The Jefferson County school board made the right decision.
Police do not belong in schools.
In a society in which backpacks are bulletproof, schools resemble prisons, black children are seen as violent and disruptive, and mental illness carries a violent stigma, removing the good guys with guns may seem shocking.
In a country with 5% of the world's population but nearly 25% of its prisoners, and where spending on incarceration has increased at triple the rate of spending for public education, divesting from punitive practices may be unsettling.
In a school district where two years ago 276 students were arrested -- three-fourths of them black students who made up less than half of the district's population -- removing law enforcement may sound outrageous.
Who is going to be in place to round up and send all these unwanted thugs away? Who is going to stop these mentally ill lone wolf school shooters? The schools are defenseless!
As America has taught us, we must ignore the fact that black children misbehave at the same rate of white children, ignore the fact that the vast majority of people with mental health problems are no more likely to be violent than anyone else, and instead rely on our deeply rooted prejudices and biases that provide us safety, comfort and justification for inequitable polices.
As a student and recent graduate of Jefferson County Public Schools, I must speak out against any inequitable school policy, especially one that reinforces racist ideas and produces violent outcomes like the school-to-prison pipeline -- a national trend of children (mostly of color) being funneled out of public schools and into criminal justice systems. A trend that should have never existed.
As students, we deserve a pipeline to higher education, a pipeline to successful careers, not one to an unjust, inhumane criminal justice system. Not one that steals our childhood.
Looking at the lack of funding, the presence of police, the racial makeup of administration and staff, the whitewashed curriculum, and the "achievement gap," America's public school system appears to hurt, not help, students of color.
We can see how the racial wealth gap, residential segregation and racial trauma further hinder students of color inside the classroom. But the needless contact with the criminal justice system is what's taking students out of the classroom and straight into a pipeline of incarceration.
Children of color are more likely to be apprehended by school resource officers, and they also receive harsher punishment for their actions, which is usually minor misconduct. Black students are also nearly four times as likely to be suspended than white students, and the disparity is worse if you're black with a learning disability.

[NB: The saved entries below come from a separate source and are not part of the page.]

pub mod completions;
pub mod generate;
pub mod man_pages;
pub mod resolve;

use indicatif::{ProgressBar, ProgressStyle};
use std::time::Duration;

pub const EXIT_SUCCESS: u8 = 0;
pub const EXIT_FAILURE: u8 = 1;
pub const EXIT_PARSE_ERROR: u8 = 2;
pub const EXIT_LOOKUP_ERROR: u8 = 3;

pub fn json_pretty(value: &impl serde::Serialize) -> Result<String, String> {
    serde_json::to_string_pretty(value).map_err(|e| format!("JSON serialization failed: {e}"))
}

/// Map a command error message to the process exit code.
pub fn exit_code_for(msg: &str) -> u8 {
    if msg.starts_with("parse error:") {
        EXIT_PARSE_ERROR
    } else if msg.starts_with("lookup error:") {
        EXIT_LOOKUP_ERROR
    } else {
        EXIT_FAILURE
    }
}

pub fn spinner(msg: &str) -> ProgressBar {
    let pb = ProgressBar::new_spinner();
    pb.set_style(
        ProgressStyle::with_template("{spinner:.cyan} {msg}")
            .expect("valid template")
            .tick_strings(&["⠋", "⠙", "⠹", "⠸", "⠼", "⠴", "⠦", "⠧", "⠇", "⠏"]),
    );
    pb.set_message(msg.to_owned());
    pb.enable_steady_tick(Duration::from_millis(80));
    pb
}

pub fn spin_ok(pb: &ProgressBar, msg: &str) {
    pb.set_style(ProgressStyle::with_template("{msg}").expect("valid template"));
    pb.finish_with_message(format!("✓ {msg}"));
}

pub fn spin_fail(pb: &ProgressBar, msg: &str) {
    pb.set_style(ProgressStyle::with_template("{msg}").expect("valid template"));
    pb.finish_with_message(format!("✗ {msg}"));
}

#[cfg(test)]
mod tests {
    use super::*;

    #[test]
    fn json_pretty_serializes_object() {
        let val = serde_json::json!({"snap": "snap-1", "version": "1.2.3"});
        let result = json_pretty(&val).unwrap();
        assert!(result.contains("\"snap-1\""));
        assert!(result.contains("\"1.2.3\""));
    }

    #[test]
    fn exit_code_for_parse_error() {
        assert_eq!(
            exit_code_for("parse error: supported.yaml: missing field `content-snaps`"),
            EXIT_PARSE_ERROR
        );
    }

    #[test]
    fn exit_code_for_lookup_error() {
        assert_eq!(
            exit_code_for("lookup error: snap 'snap-1' references unknown library 'lib-b'"),
            EXIT_LOOKUP_ERROR
        );
    }

    #[test]
    fn exit_code_for_other_errors() {
        assert_eq!(exit_code_for("I/O error: out.yaml: denied"), EXIT_FAILURE);
        assert_eq!(exit_code_for("template error: no template"), EXIT_FAILURE);
    }

    #[test]
    fn exit_codes_are_distinct() {
        assert_ne!(EXIT_SUCCESS, EXIT_FAILURE);
        assert_ne!(EXIT_FAILURE, EXIT_PARSE_ERROR);
        assert_ne!(EXIT_PARSE_ERROR, EXIT_LOOKUP_ERROR);
    }

    #[test]
    fn spinner_creates_progress_bar() {
        let pb = spinner("resolving...");
        spin_ok(&pb, "done");
    }

    #[test]
    fn spinner_fail_creates_progress_bar() {
        let pb = spinner("resolving...");
        spin_fail(&pb, "failed");
    }
}
use super::EXIT_SUCCESS;
use clap::CommandFactory;
use clap_complete::Shell;

#[allow(clippy::unnecessary_wraps)]
pub fn run<C: CommandFactory>(shell: Shell) -> Result<u8, String> {
    clap_complete::generate(
        shell,
        &mut C::command(),
        "contentsnap",
        &mut std::io::stdout(),
    );
    Ok(EXIT_SUCCESS)
}
use crate::types::SnapKey;
use serde::{Deserialize, Serialize};
use serde_yaml::{Mapping, Value};
use std::collections::BTreeMap;
use thiserror::Error;

#[derive(Debug, Error)]
pub enum ManifestError {
    #[error("failed to parse manifest: {0}")]
    Parse(#[from] serde_yaml::Error),
    #[error("failed to serialize manifest: {0}")]
    Serialize(#[source] serde_yaml::Error),
}

/// Content snap manifest (`supported.yaml`).
///
/// `content-snaps` is the only required key. Any other top-level keys are
/// carried through unchanged, including non-string keys.
#[derive(Debug, Clone, Default, Deserialize, Serialize, PartialEq)]
pub struct SnapManifest {
    #[serde(rename = "content-snaps")]
    pub content_snaps: BTreeMap<SnapKey, SnapDescription>,
    #[serde(flatten)]
    pub extra: Mapping,
}

/// One entry under `content-snaps`.
///
/// Before resolution `version` names a catalogue library key; afterwards it
/// holds the concrete version string.
#[derive(Debug, Clone, Default, Deserialize, Serialize, PartialEq)]
pub struct SnapDescription {
    pub version: String,
    #[serde(flatten)]
    pub fields: Mapping,
}

impl SnapDescription {
    pub fn new(version: impl Into<String>) -> Self {
        Self {
            version: version.into(),
            fields: Mapping::new(),
        }
    }

    /// String value of an arbitrary description field.
    pub fn field_str(&self, name: &str) -> Option<&str> {
        self.fields.get(name).and_then(Value::as_str)
    }

    /// Tool snaps (`tool: true`) carry build tooling rather than library
    /// content and are skipped by the generator.
    pub fn is_tool(&self) -> bool {
        self.fields
            .get("tool")
            .and_then(Value::as_bool)
            .unwrap_or(false)
    }
}

impl SnapManifest {
    pub fn len(&self) -> usize {
        self.content_snaps.len()
    }

    pub fn is_empty(&self) -> bool {
        self.content_snaps.is_empty()
    }

    pub fn to_yaml_string(&self) -> Result<String, ManifestError> {
        serde_yaml::to_string(self).map_err(ManifestError::Serialize)
    }
}

/// Parse a manifest, expanding `<<: *anchor` merge keys first.
pub fn parse_manifest_str(input: &str) -> Result<SnapManifest, ManifestError> {
    let mut value: Value = serde_yaml::from_str(input)?;
    value.apply_merge()?;
    Ok(serde_yaml::from_value(value)?)
}

#[cfg(test)]
mod tests {
    use super::*;

    const SPRING_MANIFEST: &str = r"
content-snaps:
  content-for-spring-boot-33:
    upstream: https://github.com/spring-projects/spring-boot
    version: spring-boot-33
    channel: latest/edge
    mount: /maven-repo
    name: content-for-spring-boot-33
    summary: Rebuild of Spring Boot Framework sources v3.3.x
    description: |
      Rebuild of Spring Boot Framework sources v3.3.x

      Spring is a trademark of Broadcom Inc. and/or its subsidiaries.
    license: Apache-2.0
    build-jdk: openjdk-17-jdk-headless
    lts: false
  gradle-tool:
    version: gradle-8
    name: gradle-tool
    tool: true
";

    #[test]
    fn parses_full_manifest() {
        let manifest = parse_manifest_str(SPRING_MANIFEST).expect("should parse");
        assert_eq!(manifest.len(), 2);
        let snap = &manifest.content_snaps["content-for-spring-boot-33"];
        assert_eq!(snap.version, "spring-boot-33");
        assert_eq!(snap.field_str("license"), Some("Apache-2.0"));
        assert_eq!(snap.field_str("lts"), None);
        assert!(snap
            .field_str("description")
            .unwrap()
            .starts_with("Rebuild of Spring Boot"));
        assert!(!snap.is_tool());
        assert!(manifest.content_snaps["gradle-tool"].is_tool());
    }

    #[test]
    fn parses_minimal_manifest() {
        let manifest = parse_manifest_str("content-snaps:\n  snap-1:\n    version: lib-a\n")
            .expect("should parse");
        assert_eq!(manifest.content_snaps["snap-1"], SnapDescription::new("lib-a"));
        assert!(manifest.extra.is_empty());
    }

    #[test]
    fn keeps_extra_top_level_keys() {
        let input = "maintainer: devpack\ncontent-snaps:\n  snap-1:\n    version: lib-a\n";
        let manifest = parse_manifest_str(input).expect("should parse");
        assert_eq!(
            manifest.extra.get("maintainer").and_then(Value::as_str),
            Some("devpack")
        );
        let yaml = manifest.to_yaml_string().unwrap();
        assert!(yaml.contains("maintainer: devpack"), "{yaml}");
    }

    #[test]
    fn serialized_manifest_parses_back() {
        let manifest = parse_manifest_str(SPRING_MANIFEST).unwrap();
        let yaml = manifest.to_yaml_string().unwrap();
        assert!(yaml.starts_with("content-snaps:"), "{yaml}");
        let back = parse_manifest_str(&yaml).unwrap();
        assert_eq!(back, manifest);
    }

    #[test]
    fn merge_keys_supply_shared_fields() {
        let input = r"
base: &base
  version: lib-a
  license: Apache-2.0
content-snaps:
  snap-1:
    <<: *base
    name: snap-1
  snap-2:
    <<: *base
    version: lib-b
";
        let manifest = parse_manifest_str(input).expect("should parse");
        let snap1 = &manifest.content_snaps["snap-1"];
        assert_eq!(snap1.version, "lib-a");
        assert_eq!(snap1.field_str("license"), Some("Apache-2.0"));
        assert_eq!(snap1.field_str("name"), Some("snap-1"));
        assert!(snap1.fields.get("<<").is_none());
        assert_eq!(manifest.content_snaps["snap-2"].version, "lib-b");
    }

    #[test]
    fn non_string_field_keys_survive_serialization() {
        let input = "content-snaps:\n  snap-1:\n    version: lib-a\n    1: x\n";
        let manifest = parse_manifest_str(input).expect("should parse");
        let key = Value::Number(serde_yaml::Number::from(1u64));
        assert_eq!(
            manifest.content_snaps["snap-1"]
                .fields
                .get(&key)
                .and_then(Value::as_str),
            Some("x")
        );
        let yaml = manifest.to_yaml_string().unwrap();
        assert!(yaml.contains("1: x"), "{yaml}");
        assert!(!yaml.contains("'1'"), "{yaml}");
        assert_eq!(parse_manifest_str(&yaml).unwrap(), manifest);
    }

    #[test]
    fn rejects_missing_content_snaps() {
        let err = parse_manifest_str("snaps:\n  snap-1:\n    version: lib-a\n").unwrap_err();
        assert!(err.to_string().contains("content-snaps"), "{err}");
    }

    #[test]
    fn rejects_snap_without_version() {
        let input = "content-snaps:\n  snap-1:\n    name: snap-1\n";
        let err = parse_manifest_str(input).unwrap_err();
        assert!(err.to_string().contains("version"), "{err}");
    }

    #[test]
    fn rejects_malformed_yaml() {
        assert!(parse_manifest_str("content-snaps: [unterminated").is_err());
    }
}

Those disparities can be attributed to inequitable zero-tolerance policies and punitive school disciplinary practices. And with local police inside the schools, black children are subject to traumatizing surveillance and control that maintains their contact with the justice system.
JCPS board members Chris Kolb and Corrie Shull have repeatedly explained research proves school police do not improve school safety. School police won't stop school shootings. School police can make schools more dangerous. And school police have the worst effect on students of color.
Data shows that in 2015-16, there were almost 2 million students in schools with police but no counselors. Three million students in schools with police but no nurses. Six million in schools with police but no school psychologists. Ten million in schools with police but no social workers.
Despite the research and evidence showing that having police in schools is more detrimental than helpful for students, it seems decision-makers will always choose fear, personal interest or prejudice over reason and logic.
Yes, local gun violence and mass shootings pose a threat to students, and students carry that fear of being shot with them into the classroom. But when studies show schools are among the safest places for kids to be, why add an armed uniform officer who may bring another level of terror and trauma to your most vulnerable students? Especially if your schools aren't equipped with the resources to help them cope.
Why underfund our education and mental health but consistently send dollars toward our incarceration and surveillance in the name of security?
A secure school is not secure because of an armed uniformed officer. A secure school is one that works to end the stigma surrounding mental health, end the stereotype of black youth criminality and one that reverses a climate dominated by bullying, racial microaggressions and sexual misconduct.
A secure school addresses the whitewashing of history, it addresses a toxic culture of masculinity, it addresses the social norms of violence that motivate a student to pick up a gun.
A secure school has counselors, social workers, psychiatrists and restorative justice practices and polices. A secure school does not have police.
If we really want students to feel safe and secure in their learning environment, we must address the root causes of violence, which include inequity, indifference and inaction.
There are proven solutions to get where we want to be, but adding school police is not one of them.